Each record should be written out exactly as it stands.

Records to use: Begin

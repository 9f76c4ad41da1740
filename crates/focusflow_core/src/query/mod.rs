//! Read-side query entry points.
//!
//! # Responsibility
//! - Expose the pure projection from snapshot + query to the rendered view.
//! - Keep filtering/partitioning logic inside core, out of presentation.

pub mod board_view;
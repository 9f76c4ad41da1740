//! SQLite migration registry and executor.
//!
//! # Responsibility
//! - Register schema migrations in strictly increasing order.
//! - Apply pending migrations atomically.
//!
//! # Invariants
//! - `version` values must remain monotonic.
//! - Applied migration version is mirrored to `PRAGMA user_version`.

use crate::db::{DbError, DbResult};
use rusqlite::Connection;

#[derive(Debug, Clone, Copy)]
struct Migration {
    version: u32,
    sql: &'static str,
}

const MIGRATIONS: &[Migration] = &[Migration {
    version: 1,
    sql: include_str!("0001_init.sql"),
}];

/// Returns the latest migration version known by this binary.
pub fn latest_version() -> u32 {
    MIGRATIONS.last().map_or(0, |migration| migration.version)
}

/// Applies all pending migrations on the provided connection.
///
/// A database stamped with a version newer than this binary supports is
/// rejected instead of being partially interpreted.
pub fn apply_migrations(conn: &mut Connection) -> DbResult<()> {
    let current_version = current_user_version(conn)?;
    let latest = latest_version();

    if current_version > latest {
        return Err(DbError::UnsupportedSchemaVersion {
            db_version: current_version,
            latest_supported: latest,
        });
    }

    if current_version == latest {
        return Ok(());
    }

    let tx = conn.transaction()?;
    for migration in MIGRATIONS {
        if migration.version <= current_version {
            continue;
        }

        tx.execute_batch(migration.sql)?;
        tx.execute_batch(&format!("PRAGMA user_version = {};", migration.version))?;
    }
    tx.commit()?;

    Ok(())
}

fn current_user_version(conn: &Connection) -> DbResult<u32> {
    let version = conn.query_row("PRAGMA user_version;", [], |row| row.get::<_, u32>(0))?;
    Ok(version)
}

Records to use: End

**Written response**
repository 9f76c4ad41da1740
filename crates/focusflow_core/src/query/mod.rs
//! Read-side query entry points.
//!
//! # Responsibility
//! - Expose the pure projection from snapshot + query to the rendered view.
//! - Keep filtering/partitioning logic inside core, out of presentation.

pub mod board_view;
repository 9f76c4ad41da1740
//! SQLite migration registry and executor.
//!
//! # Responsibility
//! - Register schema migrations in strictly increasing order.
//! - Apply pending migrations atomically.
//!
//! # Invariants
//! - `version` values must remain monotonic.
//! - Applied migration version is mirrored to `PRAGMA user_version`.

use crate::db::{DbError, DbResult};
use rusqlite::Connection;

#[derive(Debug, Clone, Copy)]
struct Migration {
    version: u32,
    sql: &'static str,
}

const MIGRATIONS: &[Migration] = &[Migration {
    version: 1,
    sql: include_str!("0001_init.sql"),
}];

/// Returns the latest migration version known by this binary.
pub fn latest_version() -> u32 {
    MIGRATIONS.last().map_or(0, |migration| migration.version)
}

/// Applies all pending migrations on the provided connection.
///
/// A database stamped with a version newer than this binary supports is
/// rejected instead of being partially interpreted.
pub fn apply_migrations(conn: &mut Connection) -> DbResult<()> {
    let current_version = current_user_version(conn)?;
    let latest = latest_version();

    if current_version > latest {
        return Err(DbError::UnsupportedSchemaVersion {
            db_version: current_version,
            latest_supported: latest,
        });
    }

    if current_version == latest {
        return Ok(());
    }

    let tx = conn.transaction()?;
    for migration in MIGRATIONS {
        if migration.version <= current_version {
            continue;
        }

        tx.execute_batch(migration.sql)?;
        tx.execute_batch(&format!("PRAGMA user_version = {};", migration.version))?;
    }
    tx.commit()?;

    Ok(())
}

fn current_user_version(conn: &Connection) -> DbResult<u32> {
    let version = conn.query_row("PRAGMA user_version;", [], |row| row.get::<_, u32>(0))?;
    Ok(version)
}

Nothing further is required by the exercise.